● **ABOUT THIS EXERCISE**
Extract the listing below in full, unchanged.

● **TASK INPUT**
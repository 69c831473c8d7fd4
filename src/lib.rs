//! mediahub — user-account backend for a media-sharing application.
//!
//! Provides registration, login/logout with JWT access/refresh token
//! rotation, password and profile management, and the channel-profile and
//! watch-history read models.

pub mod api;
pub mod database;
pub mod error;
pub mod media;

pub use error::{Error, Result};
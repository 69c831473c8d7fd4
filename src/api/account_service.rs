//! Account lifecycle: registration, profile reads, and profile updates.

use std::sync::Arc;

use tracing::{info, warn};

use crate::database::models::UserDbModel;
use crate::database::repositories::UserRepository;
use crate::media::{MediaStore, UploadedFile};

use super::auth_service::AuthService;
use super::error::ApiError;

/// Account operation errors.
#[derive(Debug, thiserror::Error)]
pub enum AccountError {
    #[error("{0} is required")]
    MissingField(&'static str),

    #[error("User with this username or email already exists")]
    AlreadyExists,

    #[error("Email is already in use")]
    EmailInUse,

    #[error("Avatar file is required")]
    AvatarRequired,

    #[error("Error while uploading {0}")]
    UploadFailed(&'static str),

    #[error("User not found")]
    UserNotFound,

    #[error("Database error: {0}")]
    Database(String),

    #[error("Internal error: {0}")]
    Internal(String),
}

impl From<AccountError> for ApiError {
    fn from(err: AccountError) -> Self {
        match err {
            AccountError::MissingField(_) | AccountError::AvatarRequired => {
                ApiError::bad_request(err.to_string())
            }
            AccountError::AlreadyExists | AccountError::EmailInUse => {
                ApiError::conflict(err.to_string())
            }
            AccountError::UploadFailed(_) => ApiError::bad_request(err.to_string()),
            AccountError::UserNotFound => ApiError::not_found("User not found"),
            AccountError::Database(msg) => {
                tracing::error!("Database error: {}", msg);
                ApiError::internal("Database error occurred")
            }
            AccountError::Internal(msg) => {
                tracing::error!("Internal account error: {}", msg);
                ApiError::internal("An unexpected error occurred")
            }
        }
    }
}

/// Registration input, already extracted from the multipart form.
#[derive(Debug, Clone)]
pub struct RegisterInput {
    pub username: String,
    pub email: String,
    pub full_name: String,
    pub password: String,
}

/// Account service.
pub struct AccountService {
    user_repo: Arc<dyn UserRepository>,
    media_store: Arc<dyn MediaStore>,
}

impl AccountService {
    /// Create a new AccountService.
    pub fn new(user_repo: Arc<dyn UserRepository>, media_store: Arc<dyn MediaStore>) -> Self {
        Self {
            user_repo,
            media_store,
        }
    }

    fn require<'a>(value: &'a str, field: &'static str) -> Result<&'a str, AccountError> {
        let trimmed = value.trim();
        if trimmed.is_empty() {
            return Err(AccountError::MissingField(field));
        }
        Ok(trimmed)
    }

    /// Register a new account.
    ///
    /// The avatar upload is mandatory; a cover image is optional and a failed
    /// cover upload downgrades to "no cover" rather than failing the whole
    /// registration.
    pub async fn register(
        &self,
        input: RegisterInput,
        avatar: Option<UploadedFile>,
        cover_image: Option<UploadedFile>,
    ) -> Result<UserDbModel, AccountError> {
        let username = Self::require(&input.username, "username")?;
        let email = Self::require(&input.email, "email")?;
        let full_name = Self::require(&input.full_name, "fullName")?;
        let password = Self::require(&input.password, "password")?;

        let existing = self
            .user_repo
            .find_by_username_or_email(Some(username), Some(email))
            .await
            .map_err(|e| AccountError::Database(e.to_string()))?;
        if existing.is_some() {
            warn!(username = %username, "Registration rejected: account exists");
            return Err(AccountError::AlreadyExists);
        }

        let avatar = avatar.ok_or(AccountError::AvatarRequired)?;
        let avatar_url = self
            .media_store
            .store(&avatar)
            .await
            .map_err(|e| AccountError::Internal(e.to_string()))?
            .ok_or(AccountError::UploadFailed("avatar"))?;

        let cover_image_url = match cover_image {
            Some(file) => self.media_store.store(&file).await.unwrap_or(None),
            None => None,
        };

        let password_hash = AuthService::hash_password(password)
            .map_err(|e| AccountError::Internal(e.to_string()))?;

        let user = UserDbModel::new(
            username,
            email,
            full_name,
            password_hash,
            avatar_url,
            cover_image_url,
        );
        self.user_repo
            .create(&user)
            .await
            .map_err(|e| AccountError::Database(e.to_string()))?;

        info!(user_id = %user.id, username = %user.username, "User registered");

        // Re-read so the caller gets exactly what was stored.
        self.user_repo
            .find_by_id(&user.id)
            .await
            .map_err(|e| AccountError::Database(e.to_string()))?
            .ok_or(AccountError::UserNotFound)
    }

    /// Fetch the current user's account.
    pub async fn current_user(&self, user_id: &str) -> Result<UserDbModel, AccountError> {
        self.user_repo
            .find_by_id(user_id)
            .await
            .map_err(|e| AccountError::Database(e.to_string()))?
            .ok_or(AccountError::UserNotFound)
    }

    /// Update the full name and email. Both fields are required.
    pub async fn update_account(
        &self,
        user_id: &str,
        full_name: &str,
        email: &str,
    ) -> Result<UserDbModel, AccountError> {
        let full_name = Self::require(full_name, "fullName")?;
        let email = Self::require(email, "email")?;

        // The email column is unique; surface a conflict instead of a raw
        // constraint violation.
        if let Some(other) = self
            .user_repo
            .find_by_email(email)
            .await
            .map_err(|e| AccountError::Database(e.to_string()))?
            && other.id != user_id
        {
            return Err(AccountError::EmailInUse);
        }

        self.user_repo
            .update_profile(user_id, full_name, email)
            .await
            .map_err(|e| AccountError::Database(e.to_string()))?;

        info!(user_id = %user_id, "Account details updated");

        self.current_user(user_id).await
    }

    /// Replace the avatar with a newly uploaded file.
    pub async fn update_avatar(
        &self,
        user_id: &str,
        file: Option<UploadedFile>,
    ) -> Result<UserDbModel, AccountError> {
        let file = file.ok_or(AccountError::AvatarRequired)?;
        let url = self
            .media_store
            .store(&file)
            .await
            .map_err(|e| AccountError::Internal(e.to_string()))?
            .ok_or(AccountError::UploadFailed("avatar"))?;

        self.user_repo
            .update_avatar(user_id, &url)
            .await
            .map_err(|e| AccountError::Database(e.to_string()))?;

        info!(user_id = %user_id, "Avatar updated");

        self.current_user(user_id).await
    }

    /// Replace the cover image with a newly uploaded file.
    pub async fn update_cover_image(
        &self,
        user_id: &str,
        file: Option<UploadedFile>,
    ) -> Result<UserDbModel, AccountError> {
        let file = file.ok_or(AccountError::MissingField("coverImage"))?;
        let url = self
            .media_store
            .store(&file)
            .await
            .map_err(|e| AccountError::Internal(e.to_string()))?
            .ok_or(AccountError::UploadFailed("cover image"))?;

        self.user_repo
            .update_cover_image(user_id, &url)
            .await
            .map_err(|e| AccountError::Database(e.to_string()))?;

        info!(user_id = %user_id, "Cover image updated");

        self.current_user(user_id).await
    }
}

● **ANSWER BELOW**
repository 69c831473c8d7fd4
filename src/lib.rs
//! mediahub — user-account backend for a media-sharing application.
//!
//! Provides registration, login/logout with JWT access/refresh token
//! rotation, password and profile management, and the channel-profile and
//! watch-history read models.

pub mod api;
pub mod database;
pub mod error;
pub mod media;

pub use error::{Error, Result};
repository 69c831473c8d7fd4
filename src/api/account_service.rs
//! Account lifecycle: registration, profile reads, and profile updates.

use std::sync::Arc;

use tracing::{info, warn};

use crate::database::models::UserDbModel;
use crate::database::repositories::UserRepository;
use crate::media::{MediaStore, UploadedFile};

use super::auth_service::AuthService;
use super::error::ApiError;

/// Account operation errors.
#[derive(Debug, thiserror::Error)]
pub enum AccountError {
    #[error("{0} is required")]
    MissingField(&'static str),

    #[error("User with this username or email already exists")]
    AlreadyExists,

    #[error("Email is already in use")]
    EmailInUse,

    #[error("Avatar file is required")]
    AvatarRequired,

    #[error("Error while uploading {0}")]
    UploadFailed(&'static str),

    #[error("User not found")]
    UserNotFound,

    #[error("Database error: {0}")]
    Database(String),

    #[error("Internal error: {0}")]
    Internal(String),
}

impl From<AccountError> for ApiError {
    fn from(err: AccountError) -> Self {
        match err {
            AccountError::MissingField(_) | AccountError::AvatarRequired => {
                ApiError::bad_request(err.to_string())
            }
            AccountError::AlreadyExists | AccountError::EmailInUse => {
                ApiError::conflict(err.to_string())
            }
            AccountError::UploadFailed(_) => ApiError::bad_request(err.to_string()),
            AccountError::UserNotFound => ApiError::not_found("User not found"),
            AccountError::Database(msg) => {
                tracing::error!("Database error: {}", msg);
                ApiError::internal("Database error occurred")
            }
            AccountError::Internal(msg) => {
                tracing::error!("Internal account error: {}", msg);
                ApiError::internal("An unexpected error occurred")
            }
        }
    }
}

/// Registration input, already extracted from the multipart form.
#[derive(Debug, Clone)]
pub struct RegisterInput {
    pub username: String,
    pub email: String,
    pub full_name: String,
    pub password: String,
}

/// Account service.
pub struct AccountService {
    user_repo: Arc<dyn UserRepository>,
    media_store: Arc<dyn MediaStore>,
}

impl AccountService {
    /// Create a new AccountService.
    pub fn new(user_repo: Arc<dyn UserRepository>, media_store: Arc<dyn MediaStore>) -> Self {
        Self {
            user_repo,
            media_store,
        }
    }

    fn require<'a>(value: &'a str, field: &'static str) -> Result<&'a str, AccountError> {
        let trimmed = value.trim();
        if trimmed.is_empty() {
            return Err(AccountError::MissingField(field));
        }
        Ok(trimmed)
    }

    /// Register a new account.
    ///
    /// The avatar upload is mandatory; a cover image is optional and a failed
    /// cover upload downgrades to "no cover" rather than failing the whole
    /// registration.
    pub async fn register(
        &self,
        input: RegisterInput,
        avatar: Option<UploadedFile>,
        cover_image: Option<UploadedFile>,
    ) -> Result<UserDbModel, AccountError> {
        let username = Self::require(&input.username, "username")?;
        let email = Self::require(&input.email, "email")?;
        let full_name = Self::require(&input.full_name, "fullName")?;
        let password = Self::require(&input.password, "password")?;

        let existing = self
            .user_repo
            .find_by_username_or_email(Some(username), Some(email))
            .await
            .map_err(|e| AccountError::Database(e.to_string()))?;
        if existing.is_some() {
            warn!(username = %username, "Registration rejected: account exists");
            return Err(AccountError::AlreadyExists);
        }

        let avatar = avatar.ok_or(AccountError::AvatarRequired)?;
        let avatar_url = self
            .media_store
            .store(&avatar)
            .await
            .map_err(|e| AccountError::Internal(e.to_string()))?
            .ok_or(AccountError::UploadFailed("avatar"))?;

        let cover_image_url = match cover_image {
            Some(file) => self.media_store.store(&file).await.unwrap_or(None),
            None => None,
        };

        let password_hash = AuthService::hash_password(password)
            .map_err(|e| AccountError::Internal(e.to_string()))?;

        let user = UserDbModel::new(
            username,
            email,
            full_name,
            password_hash,
            avatar_url,
            cover_image_url,
        );
        self.user_repo
            .create(&user)
            .await
            .map_err(|e| AccountError::Database(e.to_string()))?;

        info!(user_id = %user.id, username = %user.username, "User registered");

        // Re-read so the caller gets exactly what was stored.
        self.user_repo
            .find_by_id(&user.id)
            .await
            .map_err(|e| AccountError::Database(e.to_string()))?
            .ok_or(AccountError::UserNotFound)
    }

    /// Fetch the current user's account.
    pub async fn current_user(&self, user_id: &str) -> Result<UserDbModel, AccountError> {
        self.user_repo
            .find_by_id(user_id)
            .await
            .map_err(|e| AccountError::Database(e.to_string()))?
            .ok_or(AccountError::UserNotFound)
    }

    /// Update the full name and email. Both fields are required.
    pub async fn update_account(
        &self,
        user_id: &str,
        full_name: &str,
        email: &str,
    ) -> Result<UserDbModel, AccountError> {
        let full_name = Self::require(full_name, "fullName")?;
        let email = Self::require(email, "email")?;

        // The email column is unique; surface a conflict instead of a raw
        // constraint violation.
        if let Some(other) = self
            .user_repo
            .find_by_email(email)
            .await
            .map_err(|e| AccountError::Database(e.to_string()))?
            && other.id != user_id
        {
            return Err(AccountError::EmailInUse);
        }

        self.user_repo
            .update_profile(user_id, full_name, email)
            .await
            .map_err(|e| AccountError::Database(e.to_string()))?;

        info!(user_id = %user_id, "Account details updated");

        self.current_user(user_id).await
    }

    /// Replace the avatar with a newly uploaded file.
    pub async fn update_avatar(
        &self,
        user_id: &str,
        file: Option<UploadedFile>,
    ) -> Result<UserDbModel, AccountError> {
        let file = file.ok_or(AccountError::AvatarRequired)?;
        let url = self
            .media_store
            .store(&file)
            .await
            .map_err(|e| AccountError::Internal(e.to_string()))?
            .ok_or(AccountError::UploadFailed("avatar"))?;

        self.user_repo
            .update_avatar(user_id, &url)
            .await
            .map_err(|e| AccountError::Database(e.to_string()))?;

        info!(user_id = %user_id, "Avatar updated");

        self.current_user(user_id).await
    }

    /// Replace the cover image with a newly uploaded file.
    pub async fn update_cover_image(
        &self,
        user_id: &str,
        file: Option<UploadedFile>,
    ) -> Result<UserDbModel, AccountError> {
        let file = file.ok_or(AccountError::MissingField("coverImage"))?;
        let url = self
            .media_store
            .store(&file)
            .await
            .map_err(|e| AccountError::Internal(e.to_string()))?
            .ok_or(AccountError::UploadFailed("cover image"))?;

        self.user_repo
            .update_cover_image(user_id, &url)
            .await
            .map_err(|e| AccountError::Database(e.to_string()))?;

        info!(user_id = %user_id, "Cover image updated");

        self.current_user(user_id).await
    }
}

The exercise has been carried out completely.